Fake News: is a false claim or insult occasionally leveled against unfavorable media coverage. The definition is false or intentionally misleading information compiled into a story, blurb, or headline, usually in order to invoke a reaction from its readers. Pizza Gate is perhaps the most recent infamous example.
News Feed: a feed or list of news stories. The phrase has also been co-opted by social media platforms to include stories or updates from friends and followers, although some companies such as Twitter call it a “Timeline.” With recent changes to some social media platforms, advertisements and actual news may appear alongside updates from friends and followers, which some users may find confusing or frustrating
Native Advertising: is when an ad adheres to the format of a standard social media post in order to make it seem less like an advertisement. Facebook came under fire for not vetting many native ads during the 2016 election, an issue that Facebook recently addressed again amist continued scrutiny from the public and some politicians.

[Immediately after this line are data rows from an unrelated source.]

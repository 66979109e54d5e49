//! In-memory backends: useful for testing and ephemeral sessions.

use async_trait::async_trait;
use concierge_core::customer::{Customer, CustomerStore, NewCustomer};
use concierge_core::error::StorageError;
use concierge_core::history::HistoryStore;
use concierge_core::message::{Message, Role, SessionId};
use std::collections::HashMap;
use std::sync::Arc;
use tokio::sync::RwLock;

use crate::next_timestamp;

/// Session histories kept in a map of vectors.
/// Nothing survives a restart.
pub struct InMemoryHistory {
    sessions: Arc<RwLock<HashMap<String, Vec<Message>>>>,
}

impl InMemoryHistory {
    pub fn new() -> Self {
        Self {
            sessions: Arc::new(RwLock::new(HashMap::new())),
        }
    }
}

impl Default for InMemoryHistory {
    fn default() -> Self {
        Self::new()
    }
}

#[async_trait]
impl HistoryStore for InMemoryHistory {
    fn name(&self) -> &str {
        "in_memory"
    }

    async fn append(&self, session_id: &str, role: Role, content: &str) -> Result<Message, StorageError> {
        let mut sessions = self.sessions.write().await;
        let log = sessions.entry(session_id.to_string()).or_default();
        let message = Message {
            session_id: SessionId::from(session_id),
            role,
            content: content.to_string(),
            timestamp: next_timestamp(log.last().map(|m| m.timestamp)),
        };
        log.push(message.clone());
        Ok(message)
    }

    async fn list(&self, session_id: &str) -> Result<Vec<Message>, StorageError> {
        let sessions = self.sessions.read().await;
        Ok(sessions.get(session_id).cloned().unwrap_or_default())
    }

    async fn clear(&self, session_id: &str) -> Result<usize, StorageError> {
        let mut sessions = self.sessions.write().await;
        Ok(sessions.remove(session_id).map(|log| log.len()).unwrap_or(0))
    }
}

/// Customers in a vector, with the same unique-email rule as the SQLite table.
pub struct InMemoryCustomers {
    customers: Arc<RwLock<Vec<Customer>>>,
}

impl InMemoryCustomers {
    pub fn new() -> Self {
        Self {
            customers: Arc::new(RwLock::new(Vec::new())),
        }
    }
}

impl Default for InMemoryCustomers {
    fn default() -> Self {
        Self::new()
    }
}

#[async_trait]
impl CustomerStore for InMemoryCustomers {
    fn name(&self) -> &str {
        "in_memory"
    }

    async fn create(&self, customer: NewCustomer) -> Result<Customer, StorageError> {
        let mut customers = self.customers.write().await;
        if customers.iter().any(|c| c.email == customer.email) {
            return Err(StorageError::Constraint(format!(
                "a customer with email '{}' already exists",
                customer.email
            )));
        }
        let stored = Customer {
            id: customers.len() as i64 + 1,
            name: customer.name,
            email: customer.email,
        };
        customers.push(stored.clone());
        Ok(stored)
    }

    async fn list(&self) -> Result<Vec<Customer>, StorageError> {
        Ok(self.customers.read().await.clone())
    }
}
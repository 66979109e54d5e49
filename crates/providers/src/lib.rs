//! LLM Provider implementations for Concierge.
//!
//! All providers implement the `concierge_core::Provider` trait.
//! `build_from_config` picks the configured backend.

pub mod openai_compat;

pub use openai_compat::OpenAiCompatProvider;

use concierge_config::AppConfig;
use concierge_core::error::ProviderError;
use concierge_core::provider::Provider;
use std::sync::Arc;

/// Build the default provider from configuration.
///
/// Per-provider settings under `[providers.<name>]` win over the top-level
/// `api_key`. Only local backends may run without a key.
pub fn build_from_config(config: &AppConfig) -> Result<Arc<dyn Provider>, ProviderError> {
    let name = config.default_provider.as_str();
    let provider_config = config.providers.get(name);

    let api_key = provider_config
        .and_then(|p| p.api_key.clone())
        .or_else(|| config.api_key.clone());

    let base_url = provider_config
        .and_then(|p| p.api_url.clone())
        .or_else(|| default_base_url(name).map(String::from))
        .ok_or_else(|| {
            ProviderError::NotConfigured(format!(
                "unknown provider '{name}': set providers.{name}.api_url"
            ))
        })?;

    let api_key = match api_key {
        Some(key) => key,
        None if is_local(name) => name.to_string(),
        None => {
            return Err(ProviderError::NotConfigured(format!(
                "no API key for '{name}' (set CONCIERGE_API_KEY or OPENAI_API_KEY)"
            )));
        }
    };

    tracing::debug!(provider = name, base_url = %base_url, "Provider configured");
    // The HTTP client never outlives the longest routing bound.
    let timeout_secs = config
        .routing
        .agent_timeout_secs
        .max(config.routing.classify_timeout_secs);
    Ok(Arc::new(
        OpenAiCompatProvider::new(name, base_url, api_key).with_timeout(timeout_secs),
    ))
}

/// Model to use: the provider's own default, or the global one.
pub fn resolve_model(config: &AppConfig) -> String {
    config
        .providers
        .get(&config.default_provider)
        .and_then(|p| p.default_model.clone())
        .unwrap_or_else(|| config.default_model.clone())
}

fn is_local(provider_name: &str) -> bool {
    matches!(provider_name, "ollama" | "vllm" | "llamacpp" | "llama.cpp")
}

/// Get the default base URL for well-known providers.
fn default_base_url(provider_name: &str) -> Option<&'static str> {
    match provider_name {
        "openrouter" => Some("https://openrouter.ai/api/v1"),
        "openai" => Some("https://api.openai.com/v1"),
        "ollama" => Some("http://localhost:11434/v1"),
        "deepseek" => Some("https://api.deepseek.com/v1"),
        "groq" => Some("https://api.groq.com/openai/v1"),
        "together" => Some("https://api.together.xyz/v1"),
        "fireworks" => Some("https://api.fireworks.ai/inference/v1"),
        "vllm" => Some("http://localhost:8000/v1"),
        "llamacpp" | "llama.cpp" => Some("http://localhost:8080/v1"),
        _ => None,
    }
}
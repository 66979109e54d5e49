//! HTTP API gateway for Concierge.
//!
//! Exposes the session orchestrator over REST: one chat endpoint plus
//! history inspection and deletion. Every chat request gets a reply; only
//! the history endpoints can fail, with 503 when the store is unavailable.
//!
//! Built on Axum.

use axum::extract::DefaultBodyLimit;
use axum::{
    Router,
    extract::{Path, State},
    http::{HeaderMap, StatusCode},
    response::Json,
    routing::{get, post},
};
use serde::{Deserialize, Serialize};
use std::sync::Arc;
use tower::ServiceBuilder;
use tower_http::cors::CorsLayer;
use tower_http::trace::TraceLayer;
use tracing::{info, warn};

use concierge_agent::{SessionOrchestrator, TurnOutcome};
use concierge_core::error::StorageError;

/// Header carrying the caller's session id.
pub const SESSION_HEADER: &str = "session-id";

/// Shared application state for the gateway.
pub struct GatewayState {
    pub orchestrator: Arc<SessionOrchestrator>,
}

type SharedState = Arc<GatewayState>;

/// Build the Axum router with all gateway routes.
///
/// Layers applied:
/// - permissive CORS
/// - request body size limit (1 MB)
/// - HTTP trace logging
pub fn build_router(state: SharedState) -> Router {
    Router::new()
        .route("/", get(index_handler))
        .route("/health", get(health_handler))
        .route("/chat", post(chat_handler))
        .route(
            "/history/{session_id}",
            get(history_handler).delete(clear_handler),
        )
        .layer(
            ServiceBuilder::new()
                .layer(TraceLayer::new_for_http())
                .layer(CorsLayer::permissive())
                .layer(DefaultBodyLimit::max(1024 * 1024)),
        )
        .with_state(state)
}

/// Start the gateway HTTP server on the configured host and port.
pub async fn start(
    config: &concierge_config::AppConfig,
    orchestrator: Arc<SessionOrchestrator>,
) -> Result<(), Box<dyn std::error::Error>> {
    let addr = format!("{}:{}", config.gateway.host, config.gateway.port);
    let app = build_router(Arc::new(GatewayState { orchestrator }));

    info!(addr = %addr, "Gateway starting");
    let listener = tokio::net::TcpListener::bind(&addr).await?;
    axum::serve(listener, app).await?;

    Ok(())
}

// --- Handlers ---

#[derive(Serialize)]
struct ErrorResponse {
    error: String,
}

type ApiError = (StatusCode, Json<ErrorResponse>);

fn api_error(status: StatusCode, error: impl Into<String>) -> ApiError {
    (
        status,
        Json(ErrorResponse {
            error: error.into(),
        }),
    )
}

fn storage_unavailable(session_id: &str, e: StorageError) -> ApiError {
    warn!(session_id, error = %e, "History store unavailable");
    api_error(StatusCode::SERVICE_UNAVAILABLE, e.to_string())
}

#[derive(Serialize)]
struct IndexResponse {
    service: &'static str,
    version: &'static str,
    endpoints: Vec<&'static str>,
}

async fn index_handler() -> Json<IndexResponse> {
    Json(IndexResponse {
        service: "concierge",
        version: env!("CARGO_PKG_VERSION"),
        endpoints: vec![
            "GET /health",
            "POST /chat",
            "GET /history/{session_id}",
            "DELETE /history/{session_id}",
        ],
    })
}

#[derive(Serialize)]
struct HealthResponse {
    status: &'static str,
    version: &'static str,
    history_backend: String,
}

async fn health_handler(State(state): State<SharedState>) -> Json<HealthResponse> {
    Json(HealthResponse {
        status: "ok",
        version: env!("CARGO_PKG_VERSION"),
        history_backend: state.orchestrator.history_backend().to_string(),
    })
}

#[derive(Deserialize)]
struct ChatRequest {
    #[serde(alias = "mensaje")]
    message: String,
}

async fn chat_handler(
    State(state): State<SharedState>,
    headers: HeaderMap,
    Json(payload): Json<ChatRequest>,
) -> Result<Json<TurnOutcome>, ApiError> {
    if payload.message.trim().is_empty() {
        return Err(api_error(StatusCode::BAD_REQUEST, "message must not be empty"));
    }

    let session_id = headers.get(SESSION_HEADER).and_then(|v| v.to_str().ok());
    let outcome = state
        .orchestrator
        .submit_turn(session_id, &payload.message)
        .await;

    Ok(Json(outcome))
}

#[derive(Serialize)]
struct HistoryEntry {
    role: &'static str,
    content: String,
    timestamp: String,
}

#[derive(Serialize)]
struct HistoryResponse {
    session_id: String,
    total_messages: usize,
    history: Vec<HistoryEntry>,
}

async fn history_handler(
    State(state): State<SharedState>,
    Path(session_id): Path<String>,
) -> Result<Json<HistoryResponse>, ApiError> {
    let messages = state
        .orchestrator
        .get_history(&session_id)
        .await
        .map_err(|e| storage_unavailable(&session_id, e))?;

    let history: Vec<HistoryEntry> = messages
        .into_iter()
        .map(|m| HistoryEntry {
            role: m.role.as_str(),
            content: m.content,
            timestamp: m.timestamp.to_rfc3339(),
        })
        .collect();

    Ok(Json(HistoryResponse {
        total_messages: history.len(),
        session_id,
        history,
    }))
}

#[derive(Serialize)]
struct ClearResponse {
    message: String,
    session_id: String,
    deleted: usize,
}

async fn clear_handler(
    State(state): State<SharedState>,
    Path(session_id): Path<String>,
) -> Result<Json<ClearResponse>, ApiError> {
    let deleted = state
        .orchestrator
        .clear_history(&session_id)
        .await
        .map_err(|e| storage_unavailable(&session_id, e))?;

    Ok(Json(ClearResponse {
        message: format!("History for session {session_id} cleared"),
        session_id,
        deleted,
    }))
}

#[cfg(test)]
mod tests {
    use super::*;
    use axum::body::Body;
    use axum::http::Request;
    use concierge_agent::test_helpers::{BrokenHistory, ScriptedProvider};
    use concierge_agent::{ContextEnricher, Dispatcher, IntentClassifier, Stores};
    use http_body_util::BodyExt;
    use tower::ServiceExt;

    fn test_app(replies: &[&str]) -> Router {
        let orchestrator = concierge_agent::build_orchestrator(
            &concierge_config::AppConfig::default(),
            Stores::in_memory(),
            Arc::new(ScriptedProvider::texts(replies)),
            "mock-model",
        );
        build_router(Arc::new(GatewayState {
            orchestrator: Arc::new(orchestrator),
        }))
    }

    fn broken_app() -> Router {
        let orchestrator = SessionOrchestrator::new(
            Arc::new(BrokenHistory),
            IntentClassifier::new(Arc::new(ScriptedProvider::texts(&["consultar"])), "mock-model"),
            ContextEnricher::default(),
            Dispatcher::new(),
        );
        build_router(Arc::new(GatewayState {
            orchestrator: Arc::new(orchestrator),
        }))
    }

    async fn body_json(response: axum::response::Response) -> serde_json::Value {
        let bytes = response.into_body().collect().await.unwrap().to_bytes();
        serde_json::from_slice(&bytes).unwrap()
    }

    fn chat_request(session: Option<&str>, body: serde_json::Value) -> Request<Body> {
        let mut builder = Request::builder()
            .method("POST")
            .uri("/chat")
            .header("content-type", "application/json");
        if let Some(session) = session {
            builder = builder.header(SESSION_HEADER, session);
        }
        builder.body(Body::from(body.to_string())).unwrap()
    }

    #[tokio::test]
    async fn health_reports_history_backend() {
        let app = test_app(&[]);
        let req = Request::builder().uri("/health").body(Body::empty()).unwrap();

        let response = app.oneshot(req).await.unwrap();
        assert_eq!(response.status(), StatusCode::OK);
        let json = body_json(response).await;
        assert_eq!(json["status"], "ok");
        assert_eq!(json["history_backend"], "in_memory");
    }

    #[tokio::test]
    async fn index_lists_endpoints() {
        let app = test_app(&[]);
        let req = Request::builder().uri("/").body(Body::empty()).unwrap();

        let json = body_json(app.oneshot(req).await.unwrap()).await;
        assert_eq!(json["service"], "concierge");
        assert!(json["endpoints"].as_array().unwrap().len() >= 4);
    }

    #[tokio::test]
    async fn chat_returns_reply_intent_and_session() {
        let app = test_app(&["consultar", "📭 No hay clientes registrados"]);
        let req = chat_request(Some("s-http"), serde_json::json!({"message": "Lista los clientes"}));

        let response = app.oneshot(req).await.unwrap();
        assert_eq!(response.status(), StatusCode::OK);
        let json = body_json(response).await;
        assert_eq!(json["reply"], "📭 No hay clientes registrados");
        assert_eq!(json["session_id"], "s-http");
        assert_eq!(json["intent"], "query");
    }

    #[tokio::test]
    async fn chat_accepts_mensaje_and_mints_session_id() {
        let app = test_app(&["consultar", "listo"]);
        let req = chat_request(None, serde_json::json!({"mensaje": "Lista los clientes"}));

        let json = body_json(app.oneshot(req).await.unwrap()).await;
        assert_eq!(json["reply"], "listo");
        assert!(!json["session_id"].as_str().unwrap().is_empty());
    }

    #[tokio::test]
    async fn empty_message_is_rejected() {
        let app = test_app(&[]);
        let req = chat_request(Some("s1"), serde_json::json!({"message": "   "}));

        let response = app.oneshot(req).await.unwrap();
        assert_eq!(response.status(), StatusCode::BAD_REQUEST);
        assert!(body_json(response).await["error"].is_string());
    }

    #[tokio::test]
    async fn history_lists_turn_then_clear_empties_it() {
        let app = test_app(&["consultar", "sin clientes"]);

        let chat = chat_request(Some("s-hist"), serde_json::json!({"message": "Lista los clientes"}));
        app.clone().oneshot(chat).await.unwrap();

        let get = Request::builder()
            .uri("/history/s-hist")
            .body(Body::empty())
            .unwrap();
        let json = body_json(app.clone().oneshot(get).await.unwrap()).await;
        assert_eq!(json["total_messages"], 2);
        assert_eq!(json["history"][0]["role"], "user");
        assert_eq!(json["history"][0]["content"], "Lista los clientes");
        assert_eq!(json["history"][1]["role"], "assistant");
        assert!(json["history"][0]["timestamp"].is_string());

        let delete = Request::builder()
            .method("DELETE")
            .uri("/history/s-hist")
            .body(Body::empty())
            .unwrap();
        let json = body_json(app.clone().oneshot(delete).await.unwrap()).await;
        assert_eq!(json["deleted"], 2);
        assert_eq!(json["session_id"], "s-hist");

        let get = Request::builder()
            .uri("/history/s-hist")
            .body(Body::empty())
            .unwrap();
        let json = body_json(app.oneshot(get).await.unwrap()).await;
        assert_eq!(json["total_messages"], 0);
    }

    #[tokio::test]
    async fn clearing_unknown_session_succeeds() {
        let app = test_app(&[]);
        let req = Request::builder()
            .method("DELETE")
            .uri("/history/nobody")
            .body(Body::empty())
            .unwrap();

        let response = app.oneshot(req).await.unwrap();
        assert_eq!(response.status(), StatusCode::OK);
        assert_eq!(body_json(response).await["deleted"], 0);
    }

    #[tokio::test]
    async fn broken_store_maps_to_service_unavailable() {
        let app = broken_app();
        let req = Request::builder()
            .uri("/history/s1")
            .body(Body::empty())
            .unwrap();

        let response = app.clone().oneshot(req).await.unwrap();
        assert_eq!(response.status(), StatusCode::SERVICE_UNAVAILABLE);
        assert!(body_json(response).await["error"].is_string());

        // Chat still answers.
        let req = chat_request(Some("s1"), serde_json::json!({"message": "hola"}));
        let response = app.oneshot(req).await.unwrap();
        assert_eq!(response.status(), StatusCode::OK);
        assert!(!body_json(response).await["reply"].as_str().unwrap().is_empty());
    }
}
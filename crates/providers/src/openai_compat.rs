//! OpenAI-compatible provider implementation.
//!
//! Works with: OpenAI, OpenRouter, Ollama, vLLM, Groq, DeepSeek and any
//! endpoint exposing `/v1/chat/completions`.
//!
//! Supports:
//! - Chat completions (non-streaming)
//! - Tool use / function calling

use async_trait::async_trait;
use concierge_core::error::ProviderError;
use concierge_core::provider::*;
use serde::{Deserialize, Serialize};
use std::time::Duration;
use tracing::{debug, warn};

/// Default HTTP timeout. The router puts its own, usually tighter, bounds
/// around classification and agent runs.
const DEFAULT_TIMEOUT_SECS: u64 = 120;

/// An OpenAI-compatible LLM provider.
pub struct OpenAiCompatProvider {
    name: String,
    base_url: String,
    api_key: String,
    timeout_secs: u64,
    client: reqwest::Client,
}

impl OpenAiCompatProvider {
    /// Create a new OpenAI-compatible provider.
    pub fn new(
        name: impl Into<String>,
        base_url: impl Into<String>,
        api_key: impl Into<String>,
    ) -> Self {
        Self {
            name: name.into(),
            base_url: base_url.into().trim_end_matches('/').to_string(),
            api_key: api_key.into(),
            timeout_secs: DEFAULT_TIMEOUT_SECS,
            client: build_client(DEFAULT_TIMEOUT_SECS),
        }
    }

    /// Override the HTTP request timeout.
    pub fn with_timeout(mut self, secs: u64) -> Self {
        self.timeout_secs = secs;
        self.client = build_client(secs);
        self
    }

    /// Convert our transcript to OpenAI API format.
    fn to_api_messages(messages: &[ChatMessage]) -> Vec<ApiMessage> {
        messages
            .iter()
            .map(|m| ApiMessage {
                role: match m.role {
                    ChatRole::User => "user".into(),
                    ChatRole::Assistant => "assistant".into(),
                    ChatRole::System => "system".into(),
                    ChatRole::Tool => "tool".into(),
                },
                content: Some(m.content.clone()),
                tool_calls: if m.tool_calls.is_empty() {
                    None
                } else {
                    Some(
                        m.tool_calls
                            .iter()
                            .map(|tc| ApiToolCall {
                                id: tc.id.clone(),
                                r#type: "function".into(),
                                function: ApiFunction {
                                    name: tc.name.clone(),
                                    arguments: tc.arguments.clone(),
                                },
                            })
                            .collect(),
                    )
                },
                tool_call_id: m.tool_call_id.clone(),
            })
            .collect()
    }

    /// Convert tool definitions to OpenAI API format.
    fn to_api_tools(tools: &[ToolDefinition]) -> Vec<ApiToolDefinition> {
        tools
            .iter()
            .map(|t| ApiToolDefinition {
                r#type: "function".into(),
                function: ApiToolFunction {
                    name: t.name.clone(),
                    description: t.description.clone(),
                    parameters: t.parameters.clone(),
                },
            })
            .collect()
    }

    fn build_body(request: &ProviderRequest) -> serde_json::Value {
        let mut body = serde_json::json!({
            "model": request.model,
            "messages": Self::to_api_messages(&request.messages),
            "temperature": request.temperature,
            "stream": false,
        });

        if let Some(max_tokens) = request.max_tokens {
            body["max_tokens"] = serde_json::json!(max_tokens);
        }

        if !request.tools.is_empty() {
            body["tools"] = serde_json::json!(Self::to_api_tools(&request.tools));
        }

        body
    }

    /// Turn a decoded API response into a `ProviderResponse`.
    fn from_api_response(api_response: ApiResponse) -> Result<ProviderResponse, ProviderError> {
        let choice = api_response
            .choices
            .into_iter()
            .next()
            .ok_or_else(|| ProviderError::ApiError {
                status_code: 200,
                message: "No choices in response".into(),
            })?;

        let tool_calls: Vec<MessageToolCall> = choice
            .message
            .tool_calls
            .unwrap_or_default()
            .into_iter()
            .map(|tc| MessageToolCall {
                id: tc.id,
                name: tc.function.name,
                arguments: tc.function.arguments,
            })
            .collect();

        let mut message = ChatMessage::assistant(choice.message.content.unwrap_or_default());
        message.tool_calls = tool_calls;

        let usage = api_response.usage.map(|u| Usage {
            prompt_tokens: u.prompt_tokens,
            completion_tokens: u.completion_tokens,
            total_tokens: u.total_tokens,
        });

        Ok(ProviderResponse {
            message,
            usage,
            model: api_response.model,
        })
    }
}

fn build_client(timeout_secs: u64) -> reqwest::Client {
    reqwest::Client::builder()
        .timeout(Duration::from_secs(timeout_secs))
        .build()
        .unwrap_or_else(|e| {
            warn!(error = %e, "Falling back to default HTTP client");
            reqwest::Client::new()
        })
}

#[async_trait]
impl Provider for OpenAiCompatProvider {
    fn name(&self) -> &str {
        &self.name
    }

    async fn complete(
        &self,
        request: ProviderRequest,
    ) -> std::result::Result<ProviderResponse, ProviderError> {
        let url = format!("{}/chat/completions", self.base_url);
        let body = Self::build_body(&request);

        debug!(provider = %self.name, model = %request.model, "Sending completion request");

        let response = self
            .client
            .post(&url)
            .header("Authorization", format!("Bearer {}", self.api_key))
            .header("Content-Type", "application/json")
            .json(&body)
            .send()
            .await
            .map_err(|e| {
                if e.is_timeout() {
                    ProviderError::Timeout(format!(
                        "no response within {}s: {e}",
                        self.timeout_secs
                    ))
                } else {
                    ProviderError::Network(e.to_string())
                }
            })?;

        let status = response.status().as_u16();

        if status == 429 {
            return Err(ProviderError::RateLimited {
                retry_after_secs: 5,
            });
        }

        if status == 401 || status == 403 {
            return Err(ProviderError::AuthenticationFailed(
                "Invalid API key or insufficient permissions".into(),
            ));
        }

        if status != 200 {
            let error_body = response.text().await.unwrap_or_default();
            warn!(status, body = %error_body, "Provider returned error");
            return Err(ProviderError::ApiError {
                status_code: status,
                message: error_body,
            });
        }

        let api_response: ApiResponse =
            response.json().await.map_err(|e| ProviderError::ApiError {
                status_code: 200,
                message: format!("Failed to parse response: {e}"),
            })?;

        Self::from_api_response(api_response)
    }
}

// --- OpenAI API types ---

#[derive(Debug, Serialize, Deserialize)]
struct ApiMessage {
    role: String,
    #[serde(default)]
    content: Option<String>,
    #[serde(skip_serializing_if = "Option::is_none", default)]
    tool_calls: Option<Vec<ApiToolCall>>,
    #[serde(skip_serializing_if = "Option::is_none", default)]
    tool_call_id: Option<String>,
}

#[derive(Debug, Serialize, Deserialize)]
struct ApiToolCall {
    id: String,
    r#type: String,
    function: ApiFunction,
}

#[derive(Debug, Serialize, Deserialize)]
struct ApiFunction {
    name: String,
    arguments: String,
}

#[derive(Debug, Serialize, Deserialize)]
struct ApiToolDefinition {
    r#type: String,
    function: ApiToolFunction,
}

#[derive(Debug, Serialize, Deserialize)]
struct ApiToolFunction {
    name: String,
    description: String,
    parameters: serde_json::Value,
}

#[derive(Debug, Deserialize)]
struct ApiResponse {
    model: String,
    choices: Vec<ApiChoice>,
    usage: Option<ApiUsage>,
}

#[derive(Debug, Deserialize)]
struct ApiChoice {
    message: ApiMessage,
}

#[derive(Debug, Deserialize)]
struct ApiUsage {
    prompt_tokens: u32,
    completion_tokens: u32,
    total_tokens: u32,
}
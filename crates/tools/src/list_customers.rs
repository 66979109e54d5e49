//! List customers tool: used by the query agent.
//!
//! Takes an optional `filter` that is matched case-insensitively against
//! name and email, so follow-ups like "only the ones at example.com" can be
//! answered without a second tool.

use async_trait::async_trait;
use concierge_core::customer::CustomerStore;
use concierge_core::error::ToolError;
use concierge_core::tool::{Tool, ToolResult};
use std::sync::Arc;

pub struct ListCustomersTool {
    store: Arc<dyn CustomerStore>,
}

impl ListCustomersTool {
    pub fn new(store: Arc<dyn CustomerStore>) -> Self {
        Self { store }
    }
}

#[async_trait]
impl Tool for ListCustomersTool {
    fn name(&self) -> &str {
        "list_customers"
    }

    fn description(&self) -> &str {
        "Return the customers registered in the database, one per line as '- name | email'. \
         Optionally pass a filter to keep only customers whose name or email contains it."
    }

    fn parameters_schema(&self) -> serde_json::Value {
        serde_json::json!({
            "type": "object",
            "properties": {
                "filter": {
                    "type": "string",
                    "description": "Optional text to match against name or email"
                }
            }
        })
    }

    async fn execute(&self, arguments: serde_json::Value) -> Result<ToolResult, ToolError> {
        let filter = arguments
            .get("filter")
            .and_then(|f| f.as_str())
            .map(|f| f.trim().to_lowercase())
            .filter(|f| !f.is_empty());

        let customers = self
            .store
            .list()
            .await
            .map_err(|e| ToolError::ExecutionFailed {
                tool_name: self.name().to_string(),
                reason: e.to_string(),
            })?;

        let lines: Vec<String> = customers
            .iter()
            .filter(|c| match &filter {
                Some(f) => c.name.to_lowercase().contains(f) || c.email.to_lowercase().contains(f),
                None => true,
            })
            .map(|c| format!("- {} | {}", c.name, c.email))
            .collect();

        let output = if lines.is_empty() {
            "📭 No hay clientes registrados".to_string()
        } else {
            lines.join("\n")
        };

        Ok(ToolResult {
            success: true,
            output,
        })
    }
}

Newsjacking: is the action of commenting on a story or writing your own similar or opinion piece on news in order to amplify your own marketing. There are both great and not-so-great examples of this, so make sure you’re on point if newsjacking is a part of your social strategy (and it should be!).
*Whew*, that’s some potentially heavy stuff. Although this is the tip of the iceberg, most of these topics have become a part of the social media zeitgeist. What’s your experience with native advertising? How do you feel about newsjacking? Let us know in the comments, and we’ll see you again next week.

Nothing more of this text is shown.